---- Entries supplied

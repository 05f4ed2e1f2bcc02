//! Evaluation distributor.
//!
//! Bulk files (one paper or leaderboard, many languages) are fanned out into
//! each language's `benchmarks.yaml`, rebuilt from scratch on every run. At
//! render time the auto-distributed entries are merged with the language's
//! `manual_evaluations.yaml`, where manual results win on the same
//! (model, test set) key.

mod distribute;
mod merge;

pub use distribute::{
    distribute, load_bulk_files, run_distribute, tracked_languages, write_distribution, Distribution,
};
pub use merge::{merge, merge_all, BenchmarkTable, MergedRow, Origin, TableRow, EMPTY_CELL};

--------

■ **Instructions for the task**:
Give back each line of the material above exactly as it appears.

■ **Result**:
repository 05f4ed2e1f2bcc02
//! Evaluation distributor.
//!
//! Bulk files (one paper or leaderboard, many languages) are fanned out into
//! each language's `benchmarks.yaml`, rebuilt from scratch on every run. At
//! render time the auto-distributed entries are merged with the language's
//! `manual_evaluations.yaml`, where manual results win on the same
//! (model, test set) key.

mod distribute;
mod merge;

pub use distribute::{
    distribute, load_bulk_files, run_distribute, tracked_languages, write_distribution, Distribution,
};
pub use merge::{merge, merge_all, BenchmarkTable, MergedRow, Origin, TableRow, EMPTY_CELL};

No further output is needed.